Work instructions
The response must reproduce exactly every line of the material below holding the word "outstanding".

Data under study
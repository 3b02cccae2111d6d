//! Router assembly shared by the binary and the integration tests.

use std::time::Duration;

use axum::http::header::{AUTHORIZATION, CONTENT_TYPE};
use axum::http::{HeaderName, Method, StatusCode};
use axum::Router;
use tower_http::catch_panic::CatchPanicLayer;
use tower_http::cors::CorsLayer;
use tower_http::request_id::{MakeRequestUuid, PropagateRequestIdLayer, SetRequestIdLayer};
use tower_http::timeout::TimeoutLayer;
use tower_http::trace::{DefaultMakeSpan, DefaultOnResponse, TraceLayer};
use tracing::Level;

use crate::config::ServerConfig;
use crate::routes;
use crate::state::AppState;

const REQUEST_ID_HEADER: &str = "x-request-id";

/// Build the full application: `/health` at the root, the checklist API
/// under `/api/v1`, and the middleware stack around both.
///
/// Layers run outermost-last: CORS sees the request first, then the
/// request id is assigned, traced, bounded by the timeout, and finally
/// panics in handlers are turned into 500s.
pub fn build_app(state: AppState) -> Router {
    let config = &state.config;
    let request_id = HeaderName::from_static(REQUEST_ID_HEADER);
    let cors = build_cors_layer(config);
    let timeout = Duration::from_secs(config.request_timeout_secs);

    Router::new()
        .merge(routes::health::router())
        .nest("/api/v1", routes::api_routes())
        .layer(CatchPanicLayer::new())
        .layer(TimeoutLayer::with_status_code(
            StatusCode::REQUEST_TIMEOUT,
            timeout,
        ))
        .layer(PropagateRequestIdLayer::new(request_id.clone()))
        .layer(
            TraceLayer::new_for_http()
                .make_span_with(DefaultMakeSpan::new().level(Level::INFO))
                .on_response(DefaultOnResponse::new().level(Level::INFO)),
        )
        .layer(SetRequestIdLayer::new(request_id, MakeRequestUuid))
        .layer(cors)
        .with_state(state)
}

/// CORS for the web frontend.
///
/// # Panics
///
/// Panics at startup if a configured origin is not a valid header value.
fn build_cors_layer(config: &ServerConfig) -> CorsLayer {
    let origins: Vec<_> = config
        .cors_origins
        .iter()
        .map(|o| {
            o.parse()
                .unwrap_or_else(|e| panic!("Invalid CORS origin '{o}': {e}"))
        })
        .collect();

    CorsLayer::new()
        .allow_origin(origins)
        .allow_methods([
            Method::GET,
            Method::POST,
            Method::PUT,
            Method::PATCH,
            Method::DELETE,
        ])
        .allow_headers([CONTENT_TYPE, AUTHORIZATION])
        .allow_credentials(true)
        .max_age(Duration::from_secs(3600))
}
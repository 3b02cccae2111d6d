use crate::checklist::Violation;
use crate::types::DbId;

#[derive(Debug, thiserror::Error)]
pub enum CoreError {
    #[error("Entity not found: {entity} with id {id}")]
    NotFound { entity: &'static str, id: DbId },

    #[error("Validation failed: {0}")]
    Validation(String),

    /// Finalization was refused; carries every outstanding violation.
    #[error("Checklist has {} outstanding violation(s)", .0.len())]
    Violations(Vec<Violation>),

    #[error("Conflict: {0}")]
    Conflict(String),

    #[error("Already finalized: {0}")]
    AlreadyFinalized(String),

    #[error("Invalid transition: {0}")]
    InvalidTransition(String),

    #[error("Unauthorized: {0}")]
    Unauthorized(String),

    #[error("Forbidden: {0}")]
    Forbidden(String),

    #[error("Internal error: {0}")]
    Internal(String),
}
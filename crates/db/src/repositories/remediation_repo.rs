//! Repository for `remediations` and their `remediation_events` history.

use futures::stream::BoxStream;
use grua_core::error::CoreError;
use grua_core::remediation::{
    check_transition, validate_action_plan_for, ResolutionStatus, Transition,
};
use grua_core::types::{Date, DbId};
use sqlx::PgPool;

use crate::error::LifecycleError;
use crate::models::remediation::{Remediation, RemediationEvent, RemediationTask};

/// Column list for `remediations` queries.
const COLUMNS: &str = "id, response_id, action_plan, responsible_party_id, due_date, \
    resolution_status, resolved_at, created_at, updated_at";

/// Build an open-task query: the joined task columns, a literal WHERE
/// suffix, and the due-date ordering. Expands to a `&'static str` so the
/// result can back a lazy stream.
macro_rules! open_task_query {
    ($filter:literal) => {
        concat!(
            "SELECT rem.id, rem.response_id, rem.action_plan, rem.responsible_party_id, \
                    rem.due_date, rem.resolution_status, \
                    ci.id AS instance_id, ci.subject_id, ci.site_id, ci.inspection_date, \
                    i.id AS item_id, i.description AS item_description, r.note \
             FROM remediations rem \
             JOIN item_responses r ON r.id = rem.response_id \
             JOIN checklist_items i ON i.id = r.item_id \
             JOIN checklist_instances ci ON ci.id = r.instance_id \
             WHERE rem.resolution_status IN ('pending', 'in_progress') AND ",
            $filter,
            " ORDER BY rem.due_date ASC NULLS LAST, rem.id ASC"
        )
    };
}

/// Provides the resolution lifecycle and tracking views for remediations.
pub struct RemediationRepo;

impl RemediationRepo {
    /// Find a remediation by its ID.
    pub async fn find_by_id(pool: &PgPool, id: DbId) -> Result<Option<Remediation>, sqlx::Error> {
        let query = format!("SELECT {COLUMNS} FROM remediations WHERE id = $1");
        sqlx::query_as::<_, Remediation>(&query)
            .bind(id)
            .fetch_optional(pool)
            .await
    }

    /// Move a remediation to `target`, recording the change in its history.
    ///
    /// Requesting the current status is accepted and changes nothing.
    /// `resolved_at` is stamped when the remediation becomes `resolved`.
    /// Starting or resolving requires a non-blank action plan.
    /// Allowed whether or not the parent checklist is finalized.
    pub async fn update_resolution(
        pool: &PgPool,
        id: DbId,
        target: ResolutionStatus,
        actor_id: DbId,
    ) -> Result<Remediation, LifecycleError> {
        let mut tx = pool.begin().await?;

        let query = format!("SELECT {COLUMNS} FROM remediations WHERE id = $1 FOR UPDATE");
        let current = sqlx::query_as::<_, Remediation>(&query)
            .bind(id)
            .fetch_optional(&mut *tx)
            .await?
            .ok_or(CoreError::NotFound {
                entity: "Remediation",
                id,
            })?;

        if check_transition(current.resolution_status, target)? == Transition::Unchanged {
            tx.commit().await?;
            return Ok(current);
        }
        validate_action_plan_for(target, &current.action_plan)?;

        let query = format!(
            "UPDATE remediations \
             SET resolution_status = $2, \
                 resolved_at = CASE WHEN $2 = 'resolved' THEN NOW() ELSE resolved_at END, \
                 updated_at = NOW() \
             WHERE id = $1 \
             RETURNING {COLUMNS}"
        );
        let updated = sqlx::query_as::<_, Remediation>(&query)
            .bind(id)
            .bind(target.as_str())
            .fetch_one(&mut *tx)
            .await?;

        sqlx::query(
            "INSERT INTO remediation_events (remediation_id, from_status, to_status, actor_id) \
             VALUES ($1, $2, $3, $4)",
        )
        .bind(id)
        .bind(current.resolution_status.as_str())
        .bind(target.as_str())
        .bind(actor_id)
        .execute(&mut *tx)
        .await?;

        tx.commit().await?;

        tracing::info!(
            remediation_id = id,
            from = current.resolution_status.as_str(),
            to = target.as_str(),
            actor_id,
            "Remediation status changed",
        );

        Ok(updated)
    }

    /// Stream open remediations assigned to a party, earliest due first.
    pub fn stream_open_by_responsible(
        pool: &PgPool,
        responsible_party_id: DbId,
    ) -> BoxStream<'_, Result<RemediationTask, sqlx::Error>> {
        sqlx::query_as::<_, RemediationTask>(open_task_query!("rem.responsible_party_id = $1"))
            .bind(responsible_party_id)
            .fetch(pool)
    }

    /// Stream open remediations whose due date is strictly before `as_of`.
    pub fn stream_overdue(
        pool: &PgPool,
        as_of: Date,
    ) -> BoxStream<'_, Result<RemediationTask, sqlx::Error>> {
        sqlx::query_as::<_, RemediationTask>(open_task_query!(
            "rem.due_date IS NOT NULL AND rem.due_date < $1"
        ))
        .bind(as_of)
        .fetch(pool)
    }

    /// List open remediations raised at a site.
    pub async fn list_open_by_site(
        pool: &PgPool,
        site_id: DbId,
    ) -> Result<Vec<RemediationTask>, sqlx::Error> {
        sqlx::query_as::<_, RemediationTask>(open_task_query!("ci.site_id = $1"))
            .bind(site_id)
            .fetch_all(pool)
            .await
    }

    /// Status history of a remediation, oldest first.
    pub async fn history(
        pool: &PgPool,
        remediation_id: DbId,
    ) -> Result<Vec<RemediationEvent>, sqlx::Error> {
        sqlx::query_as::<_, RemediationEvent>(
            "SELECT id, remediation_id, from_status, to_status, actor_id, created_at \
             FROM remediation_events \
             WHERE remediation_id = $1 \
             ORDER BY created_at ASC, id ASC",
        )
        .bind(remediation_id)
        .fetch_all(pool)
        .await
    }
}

Answer below
    /// Finalization was refused; carries every outstanding violation.
    #[error("Checklist has {} outstanding violation(s)", .0.len())]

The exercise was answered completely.